Over the weekend, Falun Gong information booths in three districts of Hong Kong—Causeway Bay, Tsim Sha Tsui, and Mong Kok—as well as one booth near the popular tourist site Wong Tai Sin Temple, were vandalized. Similar incidents occurred earlier this month and in September.
On Dec. 19, a person pushed over several boards on display at the booth in Causeway Bay, before fleeing in the direction of a nearby shopping center, according to a Falun Gong practitioner who was manning the booth.

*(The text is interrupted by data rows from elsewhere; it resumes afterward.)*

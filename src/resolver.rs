// 🧩 Entity Resolver - arena of canonical entities plus identity indices
//
// Source tables refer to each other by natural keys (NOC code, operator id,
// public-name id). Entities live in a growable arena and are addressed by
// stable positions; indices map a table-local key to one position
// (one-to-one) or to several (one-to-many). Later tables mutate entities in
// place through these positions.

use std::collections::HashMap;

/// Stable position of an entity inside an [`EntityArena`].
pub type EntityId = usize;

/// Key → exactly one entity.
#[derive(Debug, Default)]
pub struct UniqueIndex {
    positions: HashMap<String, EntityId>,
}

impl UniqueIndex {
    pub fn new() -> Self {
        Self::default()
    }

    pub fn get(&self, key: &str) -> Option<EntityId> {
        self.positions.get(key).copied()
    }

    pub fn insert(&mut self, key: &str, id: EntityId) {
        self.positions.insert(key.to_string(), id);
    }

    pub fn len(&self) -> usize {
        self.positions.len()
    }

    pub fn is_empty(&self) -> bool {
        self.positions.is_empty()
    }
}

/// Key → every entity registered under it (shared foreign keys).
#[derive(Debug, Default)]
pub struct MultiIndex {
    positions: HashMap<String, Vec<EntityId>>,
}

impl MultiIndex {
    pub fn new() -> Self {
        Self::default()
    }

    pub fn get(&self, key: &str) -> &[EntityId] {
        self.positions.get(key).map(Vec::as_slice).unwrap_or(&[])
    }

    /// Register `id` under `key`. Registering the same pair twice is a no-op.
    pub fn register(&mut self, key: &str, id: EntityId) {
        let ids = self.positions.entry(key.to_string()).or_default();
        if !ids.contains(&id) {
            ids.push(id);
        }
    }

    pub fn contains_key(&self, key: &str) -> bool {
        self.positions.contains_key(key)
    }
}

/// Growable list of in-progress entities.
#[derive(Debug, Default)]
pub struct EntityArena<T> {
    entities: Vec<T>,
}

impl<T: Default> EntityArena<T> {
    pub fn new() -> Self {
        EntityArena {
            entities: Vec::new(),
        }
    }

    /// Append an empty entity and return its position.
    pub fn create(&mut self) -> EntityId {
        self.entities.push(T::default());
        self.entities.len() - 1
    }

    /// Position registered under `key`, or a fresh empty entity registered
    /// under it.
    pub fn find_or_create(&mut self, index: &mut UniqueIndex, key: &str) -> EntityId {
        if let Some(id) = index.get(key) {
            return id;
        }
        let id = self.create();
        index.insert(key, id);
        id
    }

    /// Every position registered under `key`. An unknown key yields one new
    /// empty entity; it stays an orphan unless a defining table fills it in,
    /// and the post-resolution filter drops it.
    pub fn find_many_or_create(&mut self, index: &mut MultiIndex, key: &str) -> Vec<EntityId> {
        if index.contains_key(key) {
            return index.get(key).to_vec();
        }
        let id = self.create();
        index.register(key, id);
        vec![id]
    }

    pub fn get(&self, id: EntityId) -> Option<&T> {
        self.entities.get(id)
    }

    pub fn get_mut(&mut self, id: EntityId) -> Option<&mut T> {
        self.entities.get_mut(id)
    }

    /// Apply `merge` to each entity in `ids`.
    pub fn update_each<F>(&mut self, ids: &[EntityId], mut merge: F)
    where
        F: FnMut(&mut T),
    {
        for &id in ids {
            if let Some(entity) = self.entities.get_mut(id) {
                merge(entity);
            }
        }
    }

    pub fn len(&self) -> usize {
        self.entities.len()
    }

    pub fn is_empty(&self) -> bool {
        self.entities.is_empty()
    }

    pub fn into_vec(self) -> Vec<T> {
        self.entities
    }
}
// ⏱️ Run Context - cooperative cancellation and deadlines for one run
//
// Checked before every lookup and before every batched write. Writes already
// submitted are never rolled back; re-running is safe because the
// Create/Update decision is hash based.

use std::sync::atomic::{AtomicBool, Ordering};
use std::sync::Arc;
use std::time::{Duration, Instant};

use crate::error::SyncError;

#[derive(Debug, Clone, Default)]
pub struct RunContext {
    cancelled: Arc<AtomicBool>,
    deadline: Option<Instant>,
}

impl RunContext {
    /// Context that never expires and is only cancelled explicitly.
    pub fn new() -> Self {
        Self::default()
    }

    pub fn with_timeout(timeout: Duration) -> Self {
        RunContext {
            cancelled: Arc::new(AtomicBool::new(false)),
            deadline: Some(Instant::now() + timeout),
        }
    }

    /// Share an existing flag, e.g. one flipped by a signal handler.
    pub fn with_flag(cancelled: Arc<AtomicBool>) -> Self {
        RunContext {
            cancelled,
            deadline: None,
        }
    }

    pub fn cancel(&self) {
        self.cancelled.store(true, Ordering::SeqCst);
    }

    pub fn is_cancelled(&self) -> bool {
        self.cancelled.load(Ordering::SeqCst)
    }

    pub fn deadline(&self) -> Option<Instant> {
        self.deadline
    }

    /// `Err` once the run should stop.
    pub fn check(&self) -> Result<(), SyncError> {
        if self.is_cancelled() {
            return Err(SyncError::Cancelled);
        }
        match self.deadline {
            Some(deadline) if Instant::now() >= deadline => Err(SyncError::DeadlineExceeded),
            _ => Ok(()),
        }
    }

    /// Sleep for `duration`, waking early if the run is cancelled.
    pub fn sleep(&self, duration: Duration) -> Result<(), SyncError> {
        let step = Duration::from_millis(10);
        let until = Instant::now() + duration;

        while Instant::now() < until {
            self.check()?;
            std::thread::sleep(step.min(until.saturating_duration_since(Instant::now())));
        }

        self.check()
    }
}
// 📡 Real-time Journeys - live observations and their archived snapshots
//
// RealtimeJourney is mutated continuously by the matching subsystem.
// ArchivedJourney is an immutable snapshot taken once the journey has aged out.

use chrono::{DateTime, NaiveTime, Utc};
use serde::{Deserialize, Serialize};
use std::collections::BTreeMap;

use super::{CanonicalEntity, DataSource};
use crate::hashing::ContentHasher;
use crate::store::Collection;

#[derive(Debug, Clone, Copy, Default, PartialEq, Eq, Serialize, Deserialize)]
pub enum RealtimeJourneyReliability {
    /// Times supplied directly by an external feed
    ExternalProvided,

    /// Derived from vehicle positions along a known track
    LocationWithTrack,

    /// Derived from vehicle positions without track geometry
    #[default]
    LocationWithoutTrack,
}

impl RealtimeJourneyReliability {
    pub fn as_str(&self) -> &'static str {
        match self {
            RealtimeJourneyReliability::ExternalProvided => "ExternalProvided",
            RealtimeJourneyReliability::LocationWithTrack => "LocationWithTrack",
            RealtimeJourneyReliability::LocationWithoutTrack => "LocationWithoutTrack",
        }
    }
}

#[derive(Debug, Clone, Copy, Default, PartialEq, Eq, Serialize, Deserialize)]
pub enum RealtimeJourneyStopTimeType {
    #[default]
    Estimate,
    Actual,
}

/// Observed or estimated times at one stop
#[derive(Debug, Clone, PartialEq, Serialize, Deserialize)]
#[serde(rename_all = "PascalCase")]
pub struct RealtimeJourneyStop {
    pub stop_ref: String,
    pub arrival_time: DateTime<Utc>,
    pub departure_time: DateTime<Utc>,

    #[serde(default)]
    pub time_type: RealtimeJourneyStopTimeType,
}

// ============================================================================
// REALTIME JOURNEY
// ============================================================================

#[derive(Debug, Clone, Default, PartialEq, Serialize, Deserialize)]
#[serde(rename_all = "PascalCase")]
pub struct RealtimeJourney {
    pub primary_identifier: String,

    /// Scheduled Journey this observation was matched to
    #[serde(default)]
    pub journey_ref: String,

    /// Stop ref → observed times
    #[serde(default)]
    pub stops: BTreeMap<String, RealtimeJourneyStop>,

    #[serde(default)]
    pub reliability: RealtimeJourneyReliability,

    #[serde(default)]
    pub vehicle_ref: String,

    #[serde(default, skip_serializing_if = "Option::is_none")]
    pub creation_date_time: Option<DateTime<Utc>>,

    #[serde(default, skip_serializing_if = "Option::is_none")]
    pub modification_date_time: Option<DateTime<Utc>>,

    #[serde(default, skip_serializing_if = "Option::is_none")]
    pub data_source: Option<DataSource>,
}

impl CanonicalEntity for RealtimeJourney {
    const COLLECTION: Collection = Collection::RealtimeJourneys;
    const ENTITY_TYPE: &'static str = "RealtimeJourney";

    fn identifier(&self) -> &str {
        &self.primary_identifier
    }

    fn unique_hash(&self) -> String {
        let stops: BTreeMap<String, String> = self
            .stops
            .iter()
            .map(|(stop_ref, stop)| {
                let value = format!(
                    "{}|{}|{:?}",
                    stop.arrival_time.to_rfc3339(),
                    stop.departure_time.to_rfc3339(),
                    stop.time_type
                );
                (stop_ref.clone(), value)
            })
            .collect();

        ContentHasher::new(Self::ENTITY_TYPE)
            .field("PrimaryIdentifier", &self.primary_identifier)
            .field("JourneyRef", &self.journey_ref)
            .map("Stops", &stops)
            .field("Reliability", self.reliability.as_str())
            .field("VehicleRef", &self.vehicle_ref)
            .finish()
    }

    fn creation_datetime(&self) -> Option<DateTime<Utc>> {
        self.creation_date_time
    }

    fn modification_datetime(&self) -> Option<DateTime<Utc>> {
        self.modification_date_time
    }

    fn set_bookkeeping(
        &mut self,
        creation: DateTime<Utc>,
        modification: DateTime<Utc>,
        datasource: &DataSource,
    ) {
        self.creation_date_time = Some(creation);
        self.modification_date_time = Some(modification);
        self.data_source = Some(datasource.clone());
    }
}

// ============================================================================
// ARCHIVED JOURNEY (immutable snapshot)
// ============================================================================

#[derive(Debug, Clone, PartialEq, Serialize, Deserialize)]
#[serde(rename_all = "PascalCase")]
pub struct ArchivedJourneyStop {
    pub stop_ref: String,

    /// Always present when the scheduled journey could be resolved
    pub expected_arrival_time: Option<NaiveTime>,
    pub expected_departure_time: Option<NaiveTime>,

    pub has_actual_data: bool,

    #[serde(default, skip_serializing_if = "Option::is_none")]
    pub actual_arrival_time: Option<DateTime<Utc>>,

    #[serde(default, skip_serializing_if = "Option::is_none")]
    pub actual_departure_time: Option<DateTime<Utc>>,
}

#[derive(Debug, Clone, PartialEq, Serialize, Deserialize)]
#[serde(rename_all = "PascalCase")]
pub struct ArchivedJourney {
    pub primary_identifier: String,

    pub journey_ref: String,

    pub service_ref: String,
    pub service_name: String,

    pub operator_ref: String,

    pub creation_date_time: Option<DateTime<Utc>>,
    pub modification_date_time: Option<DateTime<Utc>>,

    pub data_source: Option<DataSource>,

    pub stops: Vec<ArchivedJourneyStop>,

    pub reliability: RealtimeJourneyReliability,

    pub vehicle_ref: String,
}
use thiserror::Error;

#[derive(Error, Debug)]
pub enum ImageSourceError {
    #[error("Failed to read image file: {0}")]
    Io(#[from] std::io::Error),
}

#[derive(Error, Debug)]
pub enum CameraError {
    #[error("Camera feed is not available: {0}")]
    Unavailable(String),
    #[error("No frame has been produced yet")]
    NoFrame,
    #[error("Camera I/O failed: {0}")]
    Io(#[from] std::io::Error),
    #[error("Failed to decode or encode frame: {0}")]
    Image(#[from] image::ImageError),
}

On the same day, a man wearing a mask and a hat tore down several display boards and banners at the booth near Wong Tai Sin Temple, in an incident filmed by a Falun Gong adherent surnamed Zhuang. The vandal eventually fled, taking with him some of the banners he had torn down.
According to Zhuang, the man had a mainland Chinese accent when he spoke. Local police were called to the scene, and police officers took photographs to gather evidence.
On Dec. 20, a man who showed up at the booth in Tsim Sha Tsui broke one of the poles for the booth and threw display boards into the nearby Victoria Harbor. A female practitioner surnamed Chen confronted the man, but he eventually fled.
Police officers helped to retrieve display boards thrown in the harbor after being called to the site.
Also on Dec. 20, several individuals sprayed black ink on several display boards at the booth in Mong Kok. A local Falun Gong adherent who regularly operates the booth said people had shown up to harass the practitioners for several days earlier, including one person who shouted at them that “they would end up in jail sooner or later.”
Sarah Liang, chairwoman of the Hong Kong Falun Dafa Association, condemned the vandals, whom she suspected of having ties to the Chinese Communist Party. She called on Hong Kong citizens to pay attention to what has been happening to Falun Gong practitioners there, in order to safeguard the city’s freedom of speech.
Retired Hong Kong civil servant Kwok Cheuk-kin, who has made a name for himself locally as the “king of judicial reviews” for filing legal challenges to government policies, said local laws allow Falun Gong adherents to set up roadside booths.
Article 32 of Hong Kong’s mini-constitution, the Basic Law, states that “Hong Kong residents shall have freedom of religious belief and freedom to preach and to conduct and participate in religious activities in public.”
Kwok said he believed the recent vandalism activities have to do with Beijing not wanting people to learn about the regime’s persecution of Falun Gong adherents in China. He urged locals to speak up or report any incidents to the police in order to safeguard their constitutional rights.
The Hong Kong edition of The Epoch Times contributed to this report.